*EXERCISE*:
For each line below that contains the word "zoom", return that line.

[Stored data entries]
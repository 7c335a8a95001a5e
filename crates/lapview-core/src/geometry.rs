//! Per-driver boxplot geometry
//!
//! Geometry lives in plot space: pixels before camera and zoom, with the
//! scroll offset already subtracted. The render loop applies camera and zoom
//! on top; the hit-tester maps the pointer back into this space.

use crate::options::ViewOptions;
use crate::pipeline::{LapFlags, PreparedDataset};
use crate::style::LayoutConfig;
use crate::transform::TimeTransform;
use crate::types::DriverId;

#[derive(Debug, Clone, Copy, PartialEq, Default)]
pub struct Point {
    pub x: f32,
    pub y: f32,
}

impl Point {
    pub const ORIGIN: Point = Point { x: 0.0, y: 0.0 };

    pub const fn new(x: f32, y: f32) -> Self {
        Self { x, y }
    }

    pub fn distance(&self, other: Point) -> f32 {
        ((self.x - other.x).powi(2) + (self.y - other.y).powi(2)).sqrt()
    }
}

#[derive(Debug, Clone, Copy, PartialEq, Default)]
pub struct Vector {
    pub x: f32,
    pub y: f32,
}

impl Vector {
    pub const ZERO: Vector = Vector { x: 0.0, y: 0.0 };

    pub const fn new(x: f32, y: f32) -> Self {
        Self { x, y }
    }
}

#[derive(Debug, Clone, Copy, PartialEq, Default)]
pub struct Size {
    pub width: f32,
    pub height: f32,
}

impl Size {
    pub const fn new(width: f32, height: f32) -> Self {
        Self { width, height }
    }
}

/// Horizontal segment
#[derive(Debug, Clone, Copy, PartialEq)]
pub struct HLine {
    pub x_start: f32,
    pub x_end: f32,
    pub y: f32,
}

impl HLine {
    fn centred(middle: f32, width: f32, y: f32) -> Self {
        Self {
            x_start: middle - width / 2.0,
            x_end: middle + width / 2.0,
            y,
        }
    }

    /// Inside the segment's x range and within `band` of its y
    pub fn contains(&self, p: Point, band: f32) -> bool {
        p.x >= self.x_start && p.x <= self.x_end && p.y >= self.y - band && p.y <= self.y + band
    }
}

/// Vertical segment
#[derive(Debug, Clone, Copy, PartialEq)]
pub struct VLine {
    pub x: f32,
    pub y_start: f32,
    pub y_end: f32,
}

#[derive(Debug, Clone, Copy, PartialEq)]
pub struct LapPoint {
    pub position: Point,
    pub seconds: f64,
    pub flags: LapFlags,
}

/// Everything drawn for one driver
#[derive(Debug, Clone, PartialEq)]
pub struct GeometryRecord {
    pub driver_id: DriverId,
    /// Index into the prepared dataset's drivers
    pub driver_index: usize,
    pub q3: HLine,
    pub q1: HLine,
    pub left_side: VLine,
    pub right_side: VLine,
    pub median: HLine,
    pub mean: Option<Point>,
    pub whisker_top_connector: VLine,
    pub whisker_bottom_connector: VLine,
    pub whisker_top: HLine,
    pub whisker_bottom: HLine,
    pub fliers_top: Vec<Point>,
    pub fliers_bottom: Vec<Point>,
    pub laps: Option<Vec<LapPoint>>,
}

/// Box sizes fitted to the viewport width
#[derive(Debug, Clone, Copy, PartialEq)]
pub struct BoxLayout {
    pub box_width: f32,
    pub median_width: f32,
    pub whisker_width: f32,
    pub gap: f32,
}

impl BoxLayout {
    /// Shrink the initial width in fixed steps until every box fits
    ///
    /// The step count is solved directly instead of looping, so a step below
    /// the f32 resolution of the width still terminates. The width is not
    /// clamped; very narrow viewports end up with negative widths. With no
    /// drivers it stays at the initial width.
    pub fn fit(driver_count: usize, canvas_width: f32, layout: &LayoutConfig) -> Self {
        let gap = layout.box_gap;
        let n = driver_count as f32;
        let initial = layout.initial_box_width;
        let step = layout.box_width_step;
        let fits = |w: f32| gap + n * (w + gap) <= canvas_width;

        let mut width = initial;
        if driver_count > 0 && step > 0.0 && step.is_finite() && !fits(width) {
            let target = (canvas_width as f64 - gap as f64) / driver_count as f64 - gap as f64;
            let mut steps = ((initial as f64 - target) / step as f64).ceil().max(1.0);
            width = (initial as f64 - steps * step as f64) as f32;
            // f32 rounding can land just past the limit
            if !fits(width) {
                steps += 1.0;
                width = (initial as f64 - steps * step as f64) as f32;
            }
        }
        Self {
            box_width: width,
            median_width: width,
            whisker_width: width * layout.whisker_ratio,
            gap,
        }
    }

    /// Left edge of slot `index`
    pub fn location(&self, index: usize) -> f32 {
        self.gap + index as f32 * (self.box_width + self.gap)
    }

    /// Horizontal centre of slot `index`
    pub fn middle(&self, index: usize) -> f32 {
        self.location(index) + self.box_width / 2.0
    }
}

/// Build one record per prepared driver with at least one lap
pub fn build_geometry(
    prepared: &PreparedDataset,
    transform: &TimeTransform,
    layout: &BoxLayout,
    options: &ViewOptions,
    scroll: Vector,
) -> Vec<GeometryRecord> {
    let y = |seconds: f64| transform.to_pixel(seconds) - scroll.y;

    prepared
        .dataset
        .drivers
        .iter()
        .enumerate()
        .filter(|(_, driver)| driver.has_laps())
        .map(|(i, driver)| {
            let stats = &driver.stats;
            let left = layout.location(i) - scroll.x;
            let right = left + layout.box_width;
            let middle = layout.middle(i) - scroll.x;

            let q3_y = y(stats.q3);
            let q1_y = y(stats.q1);
            let top_y = y(stats.whisker_top);
            let bottom_y = y(stats.whisker_bottom);

            let laps = options.show_laps().then(|| {
                driver
                    .laps
                    .iter()
                    .enumerate()
                    .map(|(lap, &seconds)| LapPoint {
                        position: Point::new(middle + driver.lap_jitter(lap), y(seconds)),
                        seconds,
                        flags: prepared.lap_flags(i, lap),
                    })
                    .collect::<Vec<_>>()
            });

            GeometryRecord {
                driver_id: driver.id,
                driver_index: i,
                q3: HLine { x_start: left, x_end: right, y: q3_y },
                q1: HLine { x_start: left, x_end: right, y: q1_y },
                left_side: VLine { x: left, y_start: q3_y, y_end: q1_y },
                right_side: VLine { x: right, y_start: q3_y, y_end: q1_y },
                median: HLine {
                    x_start: left,
                    x_end: left + layout.median_width,
                    y: y(stats.median),
                },
                mean: options.show_mean.then(|| Point::new(middle, y(stats.mean))),
                whisker_top_connector: VLine { x: middle, y_start: q3_y, y_end: top_y },
                whisker_bottom_connector: VLine { x: middle, y_start: q1_y, y_end: bottom_y },
                whisker_top: HLine::centred(middle, layout.whisker_width, top_y),
                whisker_bottom: HLine::centred(middle, layout.whisker_width, bottom_y),
                fliers_top: stats.fliers_top.iter().map(|&s| Point::new(middle, y(s))).collect(),
                fliers_bottom: stats
                    .fliers_bottom
                    .iter()
                    .map(|&s| Point::new(middle, y(s)))
                    .collect(),
                laps,
            }
        })
        .collect()
}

*COMPLETED EXERCISE*:
//! Geometry lives in plot space: pixels before camera and zoom, with the
//! scroll offset already subtracted. The render loop applies camera and zoom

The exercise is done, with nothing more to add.